Toderi’s video work of the past 5 years has thematically dealt with shifts in political and social power, and instances of personal resistance in the face of adversity. Toderi favours cycles and loops as narrative and formal devices in her work.
Il decollo (The Takeoff) is a subtle computer manipulation of a single video-still taken from a blimp-camera over a soccer game in Italy. The resulting video features a spinning aerial view of a soccer stadium; spot lights sweep across the playing field, converging in the centre while sounds of a cheering crowd fade in and out. Toderi’s uses the stadium as a symbol for a shift in socio-political power from governments to the hegemony of spectacle and entertainment.
Based on Pasolini’s film 1001 Arabian Nights, Il fiore delle 1001 notte (The flower of 1001 nights) is set in an imaginary Baghdad – both a place of fables, and the subject of American ‘video game’ styled war measures. A combination of computer graphics, and tiny animated models shot on the artist’s kitchen table, miniature umbrellas become radar dishes and romping spaceships dance an elegant ballet.
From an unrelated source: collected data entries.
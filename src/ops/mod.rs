// Copyright 2025 STARGA Inc.
// Licensed under the Apache License, Version 2.0 (the "License");
// you may not use this file except in compliance with the License.
// You may obtain a copy of the License at:
//     http://www.apache.org/licenses/LICENSE-2.0
//
// Unless required by applicable law or agreed to in writing, software
// distributed under the License is distributed on an "AS IS" BASIS,
// WITHOUT WARRANTIES OR CONDITIONS OF ANY KIND, either express or implied.
// See the License for the specific language governing permissions and
// limitations under the License.

// Part of the MIND project (Machine Intelligence Native Design).

use crate::types::DType;

/// Fixed-function metadata for a training-support operator.
#[derive(Debug, Clone, Copy, PartialEq, Eq)]
pub struct OpSignature {
    /// Canonical operator name as it appears in backward-pass graphs.
    pub name: &'static str,
    /// Number of inputs expected by the op.
    pub arity: Arity,
    /// Element types the op's kernel is registered for.
    pub allowed_dtypes: &'static [DType],
    /// Whether the op participates in further differentiation.
    pub differentiable: bool,
    /// Short description of the op contract.
    pub summary: &'static str,
}

/// Arity description for ops that accept a fixed or variadic input count.
#[derive(Debug, Clone, Copy, PartialEq, Eq)]
pub enum Arity {
    Fixed(usize),
    Variadic { min: usize },
}

/// The curated, auditable list of training-support ops.
///
/// Keep the ordering stable so tooling output stays deterministic.
pub const fn training_ops() -> &'static [OpSignature] {
    use Arity::*;
    &[OpSignature {
        name: "grad.broadcast_args",
        arity: Fixed(2),
        allowed_dtypes: &[DType::I64],
        differentiable: false,
        summary: "Per-operand reduction axes for gradients of broadcast elementwise ops.",
    }]
}

/// Returns true if the provided name is a registered training-support op.
pub fn is_training_op(name: &str) -> bool {
    training_ops().iter().any(|op| op.name == name)
}

/// Looks up the metadata for a training-support op.
pub fn training_op_signature(name: &str) -> Option<&'static OpSignature> {
    training_ops().iter().find(|op| op.name == name)
}
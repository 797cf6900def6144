//! Integer element types for gradient bookkeeping kernels.
//!
//! # Example
//! ```
//! use gradops::types::{DType, Element};
//! assert_eq!(<i64 as Element>::DTYPE, DType::I64);
//! ```

use std::fmt;

use num_traits::PrimInt;

#[derive(Debug, Clone, Copy, PartialEq, Eq)]
pub enum DType {
    I32,
    I64,
}

impl fmt::Display for DType {
    fn fmt(&self, f: &mut fmt::Formatter<'_>) -> fmt::Result {
        match self {
            DType::I32 => write!(f, "i32"),
            DType::I64 => write!(f, "i64"),
        }
    }
}

/// Element types a kernel can be instantiated with.
///
/// Each implementor names its [`DType`] so the op registry can constrain
/// which instantiations are dispatchable; see [`crate::ops`].
pub trait Element: PrimInt {
    const DTYPE: DType;
}

impl Element for i32 {
    const DTYPE: DType = DType::I32;
}

impl Element for i64 {
    const DTYPE: DType = DType::I64;
}
//! Backward-pass broadcast bookkeeping for the MIND runtime.
pub mod exec;
pub mod ops;
pub mod shapes;
pub mod types;

pub use shapes::grad::broadcast_gradient_axes;
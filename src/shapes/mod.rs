// Copyright 2025 STARGA Inc.
// Licensed under the Apache License, Version 2.0 (the "License");
// you may not use this file except in compliance with the License.
// You may obtain a copy of the License at:
//     http://www.apache.org/licenses/LICENSE-2.0
// Unless required by applicable law or agreed to in writing, software
// distributed under the License is distributed on an "AS IS" BASIS,
// WITHOUT WARRANTIES OR CONDITIONS OF ANY KIND, either express or implied.
// See the License for the specific language governing permissions and
// limitations under the License.

//! Shared tensor shape helpers for backward-pass bookkeeping.

pub mod grad;

use std::collections::BTreeSet;
use std::fmt;

/// A rank-N tensor shape represented as a list of concrete extents.
///
/// Shapes are read left-to-right from outermost to innermost axis. The
/// empty shape is a rank-0 scalar.
pub type Shape = Vec<usize>;

/// Error type returned by the shape helpers.
#[derive(Debug, Clone, PartialEq, Eq)]
pub enum ShapeError {
    AxisOutOfRange {
        axis: i64,
        rank: usize,
    },
    DuplicateAxis {
        axis: i64,
    },
    BroadcastIncompatible {
        lhs: Vec<usize>,
        rhs: Vec<usize>,
    },
    /// A virtual axis index did not fit the requested integer representation.
    AxisOverflow {
        axis: usize,
    },
}

impl fmt::Display for ShapeError {
    fn fmt(&self, f: &mut fmt::Formatter<'_>) -> fmt::Result {
        match self {
            ShapeError::AxisOutOfRange { axis, rank } => {
                write!(f, "axis {axis} out of range for rank {rank}")
            }
            ShapeError::DuplicateAxis { axis } => {
                write!(f, "duplicate axis {axis}")
            }
            ShapeError::BroadcastIncompatible { lhs, rhs } => {
                write!(f, "cannot broadcast shapes {:?} and {:?}", lhs, rhs)
            }
            ShapeError::AxisOverflow { axis } => {
                write!(f, "axis index {axis} overflows the output element type")
            }
        }
    }
}

impl std::error::Error for ShapeError {}

fn normalize_axis(axis: i64, rank: usize) -> Result<usize, ShapeError> {
    let rank_i = rank as i64;
    let idx = if axis < 0 { rank_i + axis } else { axis };
    if idx < 0 || idx >= rank_i {
        Err(ShapeError::AxisOutOfRange { axis, rank })
    } else {
        Ok(idx as usize)
    }
}

fn normalize_axes_list(axes: &[i64], rank: usize) -> Result<Vec<usize>, ShapeError> {
    let mut seen = BTreeSet::new();
    let mut normalized = Vec::new();
    for &axis in axes {
        let idx = normalize_axis(axis, rank)?;
        if !seen.insert(idx) {
            return Err(ShapeError::DuplicateAxis { axis });
        }
        normalized.push(idx);
    }
    normalized.sort_unstable();
    Ok(normalized)
}

/// Compute the broadcast result shape for two input shapes following the
/// standard right-aligned broadcasting rules.
///
/// Extents are matched from the innermost axis outward; at every aligned
/// position the two extents must be equal or one of them must be 1. The
/// shorter shape is treated as padded with leading 1s.
pub fn broadcast_output_shape(lhs: &[usize], rhs: &[usize]) -> Result<Shape, ShapeError> {
    let mut out = Vec::new();
    let mut i = lhs.len() as isize - 1;
    let mut j = rhs.len() as isize - 1;

    while i >= 0 || j >= 0 {
        let da = if i >= 0 { lhs[i as usize] } else { 1 };
        let db = if j >= 0 { rhs[j as usize] } else { 1 };

        let dim = if da == db {
            da
        } else if da == 1 {
            db
        } else if db == 1 {
            da
        } else {
            return Err(ShapeError::BroadcastIncompatible {
                lhs: lhs.to_vec(),
                rhs: rhs.to_vec(),
            });
        };

        out.push(dim);
        i -= 1;
        j -= 1;
    }

    out.reverse();
    Ok(out)
}

/// Shape left after summing `input` over `axes`.
///
/// Negative axes count back from the innermost dimension. An empty axis
/// list reduces over every axis. Duplicate axes are rejected.
pub fn reduce_shape(input: &[usize], axes: &[i64], keepdims: bool) -> Result<Shape, ShapeError> {
    let axes = if axes.is_empty() {
        (0..input.len() as i64).collect::<Vec<_>>()
    } else {
        axes.to_vec()
    };
    let normalized = normalize_axes_list(&axes, input.len())?;
    if keepdims {
        let mut out = input.to_vec();
        for &axis in &normalized {
            out[axis] = 1;
        }
        Ok(out)
    } else {
        let axis_set: BTreeSet<usize> = normalized.into_iter().collect();
        let mut out = Vec::new();
        for (idx, &dim) in input.iter().enumerate() {
            if !axis_set.contains(&idx) {
                out.push(dim);
            }
        }
        Ok(out)
    }
}
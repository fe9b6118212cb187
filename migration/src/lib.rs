pub use sea_orm_migration::prelude::*;

mod m20251101_000001_create_users;
mod m20251101_000002_create_sessions;
mod m20251101_000003_create_drivers;

pub struct Migrator;

#[async_trait::async_trait]
impl MigratorTrait for Migrator {
    fn migrations() -> Vec<Box<dyn MigrationTrait>> {
        vec![
            Box::new(m20251101_000001_create_users::Migration),
            Box::new(m20251101_000002_create_sessions::Migration),
            Box::new(m20251101_000003_create_drivers::Migration),
        ]
    }
}
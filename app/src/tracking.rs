use chrono::Utc;
use serde::Serialize;

#[derive(Debug, Clone, PartialEq, Serialize)]
pub struct VehiclePosition {
    pub id: &'static str,
    pub lat: f64,
    pub lng: f64,
    pub status: &'static str,
}

#[derive(Debug, Clone, PartialEq, Serialize)]
pub struct TrackingSnapshot {
    pub vehicles: Vec<VehiclePosition>,
    /// Milliseconds since the Unix epoch.
    pub ts: i64,
}

const MOCK_VEHICLES: [VehiclePosition; 2] = [
    VehiclePosition {
        id: "EQB-1",
        lat: 52.520008,
        lng: 13.404954,
        status: "en_route",
    },
    VehiclePosition {
        id: "SPRINTER-1",
        lat: 52.516275,
        lng: 13.377704,
        status: "idle",
    },
];

pub fn mock_snapshot() -> TrackingSnapshot {
    TrackingSnapshot {
        vehicles: MOCK_VEHICLES.to_vec(),
        ts: Utc::now().timestamp_millis(),
    }
}
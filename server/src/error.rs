use app::error::AppError;
use axum::{
    Json,
    http::StatusCode,
    response::{IntoResponse, Response},
};
use serde::Serialize;
use tracing::error;

/// Wraps failures that escape a handler. Clients get a generic 500; the
/// detail goes to the log.
#[derive(Debug)]
pub struct ApiError(pub AppError);

#[derive(Serialize)]
struct ErrorBody {
    ok: bool,
    error: &'static str,
}

impl From<AppError> for ApiError {
    fn from(e: AppError) -> Self {
        Self(e)
    }
}

impl IntoResponse for ApiError {
    fn into_response(self) -> Response {
        error!("Unhandled error: {}", self.0);
        (
            StatusCode::INTERNAL_SERVER_ERROR,
            Json(ErrorBody {
                ok: false,
                error: "internal server error",
            }),
        )
            .into_response()
    }
}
Toderi’s installation of Il decollo and Il fiore delle 1001 notte won the Gold Lion Award for the Italian Pavilion at the 1999 Venice Biennale. While she has exhibited at the Guggenheim Museum in New York, and The Musée d’art contemporain de Montréal, this show marks her first North American solo exhibition. Grazia Toderi has also been recently featured in Fresh Cream: Contemporary Art in Culture published by Phaidon Press.